Spent most of the day today working on a new driveline tunnel. The Bitchin Products floor pan had a wide shallow tunnel that just didn't work for this application. It was too wide and not deep enough. It's a bit hard to see in the pictures but there was only about 1/4" of clearance on the floor pan, I wasn't comfortable leaving it like that. I opted for 1-1/2" of clearance all around instead. Probably more than I needed, but it still leaves me a lot more room inside. This first piece of CADboard ends where the frame recess would normally be on a '32. I discovered I could eliminate the recess completely when I implemented next- level FEA (F*ckup Expectational Avoidance) and mocked it up. I will have to do some kind of removable panel in the event I ever need to remove the starter. Only have about 3/8"-1/2"" of clearance between the CADboard and the starter.
One benefit this Honda engine gave me is the opportunity to do a completely flat firewall, with more legroom, and a lot more width in the driver's side footwell- if I reworked the tunnel.
I dug out a piece of 18 gauge steel, and started bending a cone out of it, using a piece of pipe, brute force, and ignorance. I know I could have looked up how to layout a cone frustrum, spent an hour with a piece of butcher paper making a pattern, etc... but the shape wasn't that critical so I opted to just dive in.
When I got it close to the final dimensions I needed and it looked like it might actually fit, I bent the flanges on my little homemade sheet metal brake, then took the plunge and drilled out the spot welds on the floorpan. Didn't have a spot weld cutter so I use a 1/8" pilot drill and then a sharp 1/4" cobalt bit to drill out the spot welds. Surprisingly, it came apart really easy. .
The new tunnel only needed to be 4.5" wide, so this is opening up up a ton of room in a 90+ year old car that is notoriously tight in this area.
Here's the original tunnel and the new one side by side for comparison. They both protrude about the same length into the car. l built the new one to bridge the gap whereas the Bitchin Products floor pan/tunnel stops about 4" short of where my flat firewall ended up- I don't need the 4" recess with the Honda engine.

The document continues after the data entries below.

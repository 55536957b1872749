use std::{
    fmt,
    ops::{Add, AddAssign, Neg, Sub, SubAssign},
    str::FromStr,
};

use serde::{Deserialize, Deserializer, Serialize, Serializer, de};
use thiserror::Error;

#[derive(Debug, Clone, PartialEq, Eq, Error)]
pub enum MoneyError {
    #[error("empty amount")]
    Empty,
    #[error("invalid amount: {0}")]
    Invalid(String),
    #[error("too many decimals: {0}")]
    TooManyDecimals(String),
    #[error("amount too large: {0}")]
    Overflow(String),
}

/// Signed money amount represented as **integer minor units** (cents).
///
/// The API sends amounts as JSON numbers (`12.5`) or numeric strings
/// (`"12.50"`). Both are accepted on deserialization and rounded half away
/// from zero to two decimals; values are serialized back as JSON numbers.
///
/// Parsing user input through [`FromStr`] is strict instead: `.` or `,` as
/// decimal separator, at most two fractional digits.
///
/// ```rust
/// use api_types::Money;
///
/// assert_eq!("10,5".parse::<Money>().unwrap().minor(), 1050);
/// assert!("12.345".parse::<Money>().is_err());
/// assert_eq!(Money::new(-1050).to_string(), "-10.50");
/// ```
#[derive(Clone, Copy, Debug, Default, PartialEq, Eq, PartialOrd, Ord, Hash)]
#[repr(transparent)]
pub struct Money(i64);

#[derive(Clone, Copy, PartialEq, Eq)]
enum Fraction {
    Strict,
    Round,
}

impl Money {
    pub const ZERO: Money = Money(0);

    /// Creates a new amount from minor units.
    #[must_use]
    pub const fn new(minor: i64) -> Self {
        Self(minor)
    }

    /// Returns the raw value in minor units.
    #[must_use]
    pub const fn minor(self) -> i64 {
        self.0
    }

    #[must_use]
    pub const fn is_zero(self) -> bool {
        self.0 == 0
    }

    #[must_use]
    pub const fn is_negative(self) -> bool {
        self.0 < 0
    }

    #[must_use]
    pub const fn abs(self) -> Self {
        Self(self.0.abs())
    }

    #[must_use]
    pub fn checked_add(self, rhs: Money) -> Option<Money> {
        self.0.checked_add(rhs.0).map(Money)
    }

    #[must_use]
    pub fn checked_sub(self, rhs: Money) -> Option<Money> {
        self.0.checked_sub(rhs.0).map(Money)
    }

    /// Value as a float in major units. Only meant for serialization.
    #[must_use]
    pub fn as_major_f64(self) -> f64 {
        self.0 as f64 / 100.0
    }

    /// Formats the amount followed by a currency code, e.g. `1234.50 EUR`.
    #[must_use]
    pub fn with_code(self, code: &str) -> String {
        if code.is_empty() {
            self.to_string()
        } else {
            format!("{self} {code}")
        }
    }

    /// Parses an API decimal, rounding anything past the second decimal.
    pub fn from_api_str(s: &str) -> Result<Self, MoneyError> {
        parse_decimal(s, Fraction::Round)
    }
}

fn parse_decimal(s: &str, fraction: Fraction) -> Result<Money, MoneyError> {
    let invalid = || MoneyError::Invalid(s.to_string());
    let overflow = || MoneyError::Overflow(s.to_string());

    let trimmed = s.trim();
    if trimmed.is_empty() {
        return Err(MoneyError::Empty);
    }

    let (negative, rest) = if let Some(stripped) = trimmed.strip_prefix('-') {
        (true, stripped.trim_start())
    } else if let Some(stripped) = trimmed.strip_prefix('+') {
        (false, stripped.trim_start())
    } else {
        (false, trimmed)
    };
    if rest.is_empty() {
        return Err(MoneyError::Empty);
    }

    let rest = rest.replace(',', ".");
    let mut parts = rest.split('.');
    let units_str = parts.next().ok_or_else(invalid)?;
    let frac_str = parts.next().unwrap_or("");
    if parts.next().is_some() {
        return Err(invalid());
    }
    if units_str.is_empty() && frac_str.is_empty() {
        return Err(invalid());
    }
    if !units_str.chars().all(|c| c.is_ascii_digit())
        || !frac_str.chars().all(|c| c.is_ascii_digit())
    {
        return Err(invalid());
    }
    if fraction == Fraction::Strict && frac_str.len() > 2 {
        return Err(MoneyError::TooManyDecimals(s.to_string()));
    }

    let units: i64 = if units_str.is_empty() {
        0
    } else {
        units_str.parse().map_err(|_| overflow())?
    };

    let mut digits = frac_str.chars().map(|c| i64::from(c as u8 - b'0'));
    let tens = digits.next().unwrap_or(0);
    let ones = digits.next().unwrap_or(0);
    let round_up = digits.next().is_some_and(|d| d >= 5);
    let cents = tens * 10 + ones + i64::from(round_up);

    let total = units
        .checked_mul(100)
        .and_then(|v| v.checked_add(cents))
        .ok_or_else(overflow)?;

    let signed = if negative {
        total.checked_neg().ok_or_else(overflow)?
    } else {
        total
    };
    Ok(Money(signed))
}

impl fmt::Display for Money {
    fn fmt(&self, f: &mut fmt::Formatter<'_>) -> fmt::Result {
        let sign = if self.0 < 0 { "-" } else { "" };
        let abs = self.0.unsigned_abs();
        write!(f, "{sign}{}.{:02}", abs / 100, abs % 100)
    }
}

impl FromStr for Money {
    type Err = MoneyError;

    fn from_str(s: &str) -> Result<Self, Self::Err> {
        parse_decimal(s, Fraction::Strict)
    }
}

impl From<i64> for Money {
    fn from(value: i64) -> Self {
        Self(value)
    }
}

impl From<Money> for i64 {
    fn from(value: Money) -> Self {
        value.0
    }
}

impl Add for Money {
    type Output = Money;

    fn add(self, rhs: Money) -> Self::Output {
        Money(self.0 + rhs.0)
    }
}

impl AddAssign for Money {
    fn add_assign(&mut self, rhs: Money) {
        self.0 += rhs.0;
    }
}

impl Sub for Money {
    type Output = Money;

    fn sub(self, rhs: Money) -> Self::Output {
        Money(self.0 - rhs.0)
    }
}

impl SubAssign for Money {
    fn sub_assign(&mut self, rhs: Money) {
        self.0 -= rhs.0;
    }
}

impl Neg for Money {
    type Output = Money;

    fn neg(self) -> Self::Output {
        Money(-self.0)
    }
}

impl std::iter::Sum for Money {
    fn sum<I: Iterator<Item = Money>>(iter: I) -> Self {
        iter.fold(Money::ZERO, Add::add)
    }
}

impl Serialize for Money {
    fn serialize<S: Serializer>(&self, serializer: S) -> Result<S::Ok, S::Error> {
        serializer.serialize_f64(self.as_major_f64())
    }
}

struct MoneyVisitor;

impl de::Visitor<'_> for MoneyVisitor {
    type Value = Money;

    fn expecting(&self, f: &mut fmt::Formatter<'_>) -> fmt::Result {
        f.write_str("a decimal amount as number or string")
    }

    fn visit_i64<E: de::Error>(self, v: i64) -> Result<Money, E> {
        v.checked_mul(100)
            .map(Money)
            .ok_or_else(|| E::custom(MoneyError::Overflow(v.to_string())))
    }

    fn visit_u64<E: de::Error>(self, v: u64) -> Result<Money, E> {
        i64::try_from(v)
            .ok()
            .and_then(|v| v.checked_mul(100))
            .map(Money)
            .ok_or_else(|| E::custom(MoneyError::Overflow(v.to_string())))
    }

    fn visit_f64<E: de::Error>(self, v: f64) -> Result<Money, E> {
        if !v.is_finite() {
            return Err(E::custom(MoneyError::Invalid(v.to_string())));
        }
        // `Display` for f64 is the shortest round-trip form and never uses exponents.
        Money::from_api_str(&v.to_string()).map_err(E::custom)
    }

    fn visit_str<E: de::Error>(self, v: &str) -> Result<Money, E> {
        Money::from_api_str(v).map_err(E::custom)
    }
}

impl<'de> Deserialize<'de> for Money {
    fn deserialize<D: Deserializer<'de>>(deserializer: D) -> Result<Self, D::Error> {
        deserializer.deserialize_any(MoneyVisitor)
    }
}

#[cfg(test)]
mod tests {
    use super::*;

    #[test]
    fn display_two_decimals() {
        assert_eq!(Money::new(0).to_string(), "0.00");
        assert_eq!(Money::new(5).to_string(), "0.05");
        assert_eq!(Money::new(123_456).to_string(), "1234.56");
        assert_eq!(Money::new(-1050).with_code("EUR"), "-10.50 EUR");
    }

    #[test]
    fn strict_parse_rejects_extra_decimals() {
        assert_eq!("10".parse::<Money>().unwrap().minor(), 1000);
        assert_eq!("  -0,01 ".parse::<Money>().unwrap().minor(), -1);
        assert_eq!(".5".parse::<Money>().unwrap().minor(), 50);
        assert!("12.345".parse::<Money>().is_err());
        assert!("abc".parse::<Money>().is_err());
        assert!("-".parse::<Money>().is_err());
        assert!("1.2.3".parse::<Money>().is_err());
    }

    #[test]
    fn api_values_round_half_away_from_zero() {
        let values: Vec<Money> =
            serde_json::from_str(r#"[12, 12.5, "7.005", -1.005, "1.004", 0.1]"#).unwrap();
        let minor: Vec<i64> = values.into_iter().map(Money::minor).collect();
        assert_eq!(minor, vec![1200, 1250, 701, -101, 100, 10]);
    }

    #[test]
    fn serializes_as_number() {
        let json = serde_json::to_string(&Money::new(-1999)).unwrap();
        assert_eq!(json, "-19.99");
    }
}
use api_types::{
    Id,
    party::{Party, PartyLedger, PartyNew, PartyType, PartyUpdate},
};
use reqwest::Method;
use serde::Serialize;

use crate::{Client, Result, segment};

#[derive(Serialize)]
struct PartyQuery {
    #[serde(rename = "type", skip_serializing_if = "Option::is_none")]
    party_type: Option<PartyType>,
}

impl Client {
    /// Customers, suppliers, or both.
    pub async fn parties_list(&self, party_type: Option<PartyType>) -> Result<Vec<Party>> {
        let page = self
            .get_page("parties", &PartyQuery { party_type })
            .await?;
        Ok(page.items)
    }

    pub async fn party_get(&self, id: &Id) -> Result<Party> {
        self.get(&format!("parties/{}", segment(id))).await
    }

    pub async fn party_create(&self, payload: &PartyNew) -> Result<Party> {
        self.create("parties", payload).await
    }

    pub async fn party_update(&self, id: &Id, payload: &PartyUpdate) -> Result<Party> {
        self.send_json(Method::PUT, &format!("parties/{}", segment(id)), payload)
            .await
    }

    pub async fn party_delete(&self, id: &Id) -> Result<()> {
        self.delete(&format!("parties/{}", segment(id))).await
    }

    pub async fn party_ledger(&self, id: &Id) -> Result<PartyLedger> {
        self.get(&format!("parties/{}/ledger", segment(id))).await
    }
}
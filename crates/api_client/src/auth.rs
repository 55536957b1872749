use api_types::auth::{Login, LoginResponse, User};
use reqwest::Method;

use crate::{Client, Result};

impl Client {
    /// Exchanges credentials for a token and keeps it for later requests.
    pub async fn login(&mut self, email: &str, password: &str) -> Result<LoginResponse> {
        let payload = Login {
            email: email.to_string(),
            password: password.to_string(),
        };
        let response: LoginResponse = self.send_json(Method::POST, "auth/login", &payload).await?;
        self.set_token(Some(response.token.clone()));
        tracing::info!("logged in as {email}");
        Ok(response)
    }

    pub async fn me(&self) -> Result<User> {
        self.get("auth/me").await
    }
}
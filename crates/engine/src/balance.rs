//! Running balance reconstruction.
//!
//! The server only stamps `balance_after_transaction` on the rows of the page
//! it computed them for. Once several pages of a filtered listing are joined,
//! those snapshots are no longer consistent with one another, so the report
//! rebuilds a running balance per account from a single snapshot:
//!
//! 1. keep the last snapshot seen for each account (in fetched order) with the
//!    amount and type of the transaction that produced it;
//! 2. undo that transaction to get the account's starting balance;
//! 3. sort everything by date, then creation time;
//! 4. walk forward applying each signed amount.
//!
//! Accounts that never carry a snapshot start from zero.
//!
//! Amounts are added with overflow checks; a sum outside the `i64` range of
//! minor units is reported as [`EngineError::Overflow`].

use std::collections::{BTreeMap, HashMap};

use api_types::{
    Id, Money,
    transaction::{Transaction, TransactionType},
};

use crate::{EngineError, ResultEngine};

/// A transaction with the balance of its account right after it.
#[derive(Clone, Debug, PartialEq)]
pub struct BalancedTransaction {
    pub transaction: Transaction,
    pub running_balance: Money,
}

/// Output of [`reconstruct`].
#[derive(Clone, Debug, Default, PartialEq)]
pub struct Reconstruction {
    /// Transactions in chronological order.
    pub rows: Vec<BalancedTransaction>,
    /// Balance of every account before its first transaction in `rows`.
    pub starting: BTreeMap<Id, Money>,
    /// Balance of every account after its last transaction in `rows`.
    pub closing: BTreeMap<Id, Money>,
}

/// Effect of a transaction on its account balance.
#[must_use]
pub fn signed_delta(amount: Money, tx_type: TransactionType) -> Money {
    match tx_type {
        TransactionType::Credit => amount,
        TransactionType::Debit => -amount,
    }
}

/// Adds `amount` to `total` in place.
pub(crate) fn accumulate(total: &mut Money, amount: Money) -> ResultEngine<()> {
    *total = total
        .checked_add(amount)
        .ok_or_else(|| EngineError::Overflow(format!("{total} + {amount}")))?;
    Ok(())
}

/// Starting balance of every account that appears in `transactions`.
///
/// The last snapshot seen for an account wins; its transaction is undone to
/// recover the balance before it.
pub fn starting_balances(transactions: &[Transaction]) -> ResultEngine<BTreeMap<Id, Money>> {
    let mut snapshots: HashMap<&Id, (Money, Money)> = HashMap::new();
    let mut accounts: BTreeMap<Id, Money> = BTreeMap::new();

    for tx in transactions {
        let account = tx.account.id();
        accounts.entry(account.clone()).or_insert(Money::ZERO);
        if let Some(snapshot) = tx.balance_after_transaction {
            snapshots.insert(account, (snapshot, signed_delta(tx.amount, tx.tx_type)));
        }
    }

    for (account, start) in accounts.iter_mut() {
        match snapshots.get(account) {
            Some((snapshot, delta)) => {
                *start = snapshot.checked_sub(*delta).ok_or_else(|| {
                    EngineError::Overflow(format!("{snapshot} - {delta} for account {account}"))
                })?;
            }
            None => {
                tracing::debug!("account {account} has no balance snapshot, starting from zero")
            }
        }
    }

    Ok(accounts)
}

/// Orders transactions by date, then creation time. Rows without a creation
/// time sort before rows with one on the same date; remaining ties keep
/// their fetched order.
pub fn sort_chronologically(transactions: &mut [Transaction]) {
    transactions.sort_by(|a, b| {
        a.date
            .cmp(&b.date)
            .then_with(|| a.created_at.cmp(&b.created_at))
    });
}

/// Rebuilds the running balance of every account across `transactions`.
///
/// The input order matters only for picking snapshots and for breaking full
/// ties; the result is otherwise independent of it. The function never reads
/// a previously stamped running balance, so running it again on the same
/// input gives the same output.
pub fn reconstruct(transactions: &[Transaction]) -> ResultEngine<Reconstruction> {
    let starting = starting_balances(transactions)?;

    let mut ordered = transactions.to_vec();
    sort_chronologically(&mut ordered);

    let mut running = starting.clone();
    let mut rows = Vec::with_capacity(ordered.len());
    for tx in ordered {
        let balance = running.entry(tx.account.id().clone()).or_insert(Money::ZERO);
        accumulate(balance, signed_delta(tx.amount, tx.tx_type))?;
        rows.push(BalancedTransaction {
            running_balance: *balance,
            transaction: tx,
        });
    }

    tracing::debug!(
        "reconstructed {} rows over {} accounts",
        rows.len(),
        starting.len()
    );

    Ok(Reconstruction {
        rows,
        starting,
        closing: running,
    })
}

#[cfg(test)]
mod tests {
    use api_types::{Reference, transaction::TransactionType::*};
    use chrono::{DateTime, TimeZone, Utc};
    use proptest::prelude::*;

    use super::*;

    fn day(d: u32) -> DateTime<Utc> {
        Utc.with_ymd_and_hms(2024, 5, d, 0, 0, 0).unwrap()
    }

    fn tx(
        id: &str,
        account: &str,
        amount: i64,
        tx_type: TransactionType,
        date: DateTime<Utc>,
        snapshot: Option<i64>,
    ) -> Transaction {
        Transaction {
            id: Id::from(id),
            account: Reference::Id(Id::from(account)),
            amount: Money::new(amount),
            tx_type,
            date,
            description: None,
            category: None,
            counterparty: None,
            party: None,
            balance_after_transaction: snapshot.map(Money::new),
            transfer_id: None,
            reference: None,
            created_at: None,
        }
    }

    fn ids(rec: &Reconstruction) -> Vec<&str> {
        rec.rows
            .iter()
            .map(|r| r.transaction.id.as_str())
            .collect()
    }

    fn balances(rec: &Reconstruction) -> Vec<i64> {
        rec.rows.iter().map(|r| r.running_balance.minor()).collect()
    }

    /// Newest-first, the order the server pages in.
    fn sample() -> Vec<Transaction> {
        vec![
            tx("t4", "a", 300, Debit, day(4), Some(1_700)),
            tx("t3", "b", 1_000, Credit, day(3), Some(6_000)),
            tx("t2", "a", 500, Credit, day(2), Some(2_000)),
            tx("t1", "a", 1_000, Credit, day(1), Some(1_500)),
        ]
    }

    #[test]
    fn starting_balance_undoes_last_snapshot() {
        let starts = starting_balances(&sample()).unwrap();
        assert_eq!(starts[&Id::from("a")], Money::new(500));
        assert_eq!(starts[&Id::from("b")], Money::new(5_000));
    }

    #[test]
    fn debit_snapshot_is_added_back() {
        let txs = vec![tx("t1", "a", 250, Debit, day(1), Some(750))];
        assert_eq!(starting_balances(&txs).unwrap()[&Id::from("a")], Money::new(1_000));
    }

    #[test]
    fn walks_forward_in_date_order() {
        let rec = reconstruct(&sample()).unwrap();
        assert_eq!(ids(&rec), vec!["t1", "t2", "t3", "t4"]);
        assert_eq!(balances(&rec), vec![1_500, 2_000, 6_000, 1_700]);
        assert_eq!(rec.closing[&Id::from("a")], Money::new(1_700));
        assert_eq!(rec.closing[&Id::from("b")], Money::new(6_000));
    }

    #[test]
    fn account_without_snapshot_starts_at_zero() {
        let txs = vec![
            tx("t1", "a", 1_000, Credit, day(1), None),
            tx("t2", "a", 400, Debit, day(2), None),
        ];
        let rec = reconstruct(&txs).unwrap();
        assert_eq!(rec.starting[&Id::from("a")], Money::ZERO);
        assert_eq!(balances(&rec), vec![1_000, 600]);
    }

    #[test]
    fn same_date_breaks_ties_on_created_at() {
        let mut late = tx("late", "a", 100, Credit, day(1), None);
        late.created_at = Some(day(1) + chrono::Duration::hours(5));
        let mut early = tx("early", "a", 200, Credit, day(1), None);
        early.created_at = Some(day(1) + chrono::Duration::hours(1));
        let undated = tx("undated", "a", 300, Credit, day(1), None);

        let rec = reconstruct(&[late, early, undated]).unwrap();
        assert_eq!(ids(&rec), vec!["undated", "early", "late"]);
        assert_eq!(balances(&rec), vec![300, 500, 600]);
    }

    #[test]
    fn empty_input_is_empty() {
        assert_eq!(reconstruct(&[]).unwrap(), Reconstruction::default());
    }

    #[test]
    fn huge_amounts_overflow_into_an_error() {
        let txs: Vec<Transaction> = serde_json::from_str(
            r#"[
              {"_id": "t1", "account": "a", "amount": "50000000000000000", "type": "credit", "date": "2024-05-01"},
              {"_id": "t2", "account": "a", "amount": "50000000000000000", "type": "credit", "date": "2024-05-02"}
            ]"#,
        )
        .unwrap();
        assert!(matches!(reconstruct(&txs), Err(EngineError::Overflow(_))));

        let debit = vec![tx("t1", "a", i64::MAX, Debit, day(1), Some(i64::MAX))];
        assert!(matches!(starting_balances(&debit), Err(EngineError::Overflow(_))));
    }

    /// (account, amount, credit, day, created_at hour, snapshot). Account `d`
    /// never carries a snapshot.
    type Row = (usize, i64, bool, u32, Option<i64>, Option<i64>);

    fn rows_strategy() -> impl Strategy<Value = Vec<Row>> {
        prop::collection::vec(
            (
                0usize..4,
                1i64..1_000_000,
                any::<bool>(),
                1u32..5,
                prop::option::of(0i64..3),
                prop::option::of(-1_000_000_000i64..1_000_000_000),
            ),
            0..40,
        )
    }

    fn build(rows: &[Row]) -> Vec<Transaction> {
        rows.iter()
            .enumerate()
            .map(|(idx, (account, amount, credit, d, hour, snapshot))| {
                let account = ["a", "b", "c", "d"][*account];
                let snapshot = if account == "d" { None } else { *snapshot };
                let tx_type = if *credit { Credit } else { Debit };
                let mut t = tx(&format!("t{idx}"), account, *amount, tx_type, day(*d), snapshot);
                t.created_at = (*hour).map(|h| day(*d) + chrono::Duration::hours(h));
                t
            })
            .collect()
    }

    fn position(t: &Transaction) -> usize {
        t.id.as_str()[1..].parse().unwrap()
    }

    proptest! {
        #![proptest_config(ProptestConfig::with_cases(200))]

        #[test]
        fn snapshot_equals_start_plus_its_delta(rows in rows_strategy()) {
            let txs = build(&rows);
            let starts = starting_balances(&txs).unwrap();

            for (account, start) in &starts {
                let last = txs
                    .iter()
                    .filter(|t| t.account.id() == account)
                    .filter(|t| t.balance_after_transaction.is_some())
                    .last();
                match last {
                    Some(last) => {
                        prop_assert_eq!(
                            *start + signed_delta(last.amount, last.tx_type),
                            last.balance_after_transaction.unwrap()
                        );
                    }
                    None => {
                        prop_assert_eq!(*start, Money::ZERO);
                    }
                }
            }
        }

        #[test]
        fn each_row_extends_previous_balance_of_its_account(rows in rows_strategy()) {
            let txs = build(&rows);
            let rec = reconstruct(&txs).unwrap();
            prop_assert_eq!(rec.rows.len(), txs.len());

            let mut last = rec.starting.clone();
            for row in &rec.rows {
                let account = row.transaction.account.id();
                let expected = last[account]
                    + signed_delta(row.transaction.amount, row.transaction.tx_type);
                prop_assert_eq!(row.running_balance, expected);
                last.insert(account.clone(), row.running_balance);
            }
            prop_assert_eq!(&last, &rec.closing);

            for pair in rec.rows.windows(2) {
                let (a, b) = (&pair[0].transaction, &pair[1].transaction);
                let key_a = (a.date, a.created_at);
                let key_b = (b.date, b.created_at);
                prop_assert!(key_a <= key_b);
                if key_a == key_b {
                    prop_assert!(position(a) < position(b));
                }
            }
        }

        #[test]
        fn rerunning_is_idempotent(rows in rows_strategy()) {
            let txs = build(&rows);
            let before = txs.clone();
            let first = reconstruct(&txs).unwrap();
            let second = reconstruct(&txs).unwrap();
            prop_assert_eq!(first, second);
            prop_assert_eq!(txs, before);
        }
    }
}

I built the new tunnel in three pieces- the slight conical transition off the firewall, the steeper main tunnel and the rounded end cap. It took a lot of tack welds and a lot of grinding to get it where I wanted- but I am happy with how this turned out. The welds you see on the mounting flange were all done from the inside- I didn't want to warp the flange by pouring a lot of heat into the joint. I did these in stages and let them cool in between.
I did **** joints on the three cone sections, welded both sides for strength and to give me enough thickness to blend the weld transitions. They cleaned up well, used a combination of 4.5" 40- grit flap discs, 2" 36 grit sanding discs, and a 2" scotchbrite surface conditioning disc to smooth out my welds on the top side. My little Milwaukee M12 right angle die grinder got a real workout on this project. No way I am showing the underside....but everyone probably already knows what a hundred+ tack welds look like, anyway.

Next step is to fill in the void left by removing the wider tunnel. It has an offset flange at the top for the lap joint that ties into the firewall. I'll have to fab filler pieces for both sides of the tunnel as well- and then figure out how I am going to secure the flat firewall to the cowl... and make the assembly removable...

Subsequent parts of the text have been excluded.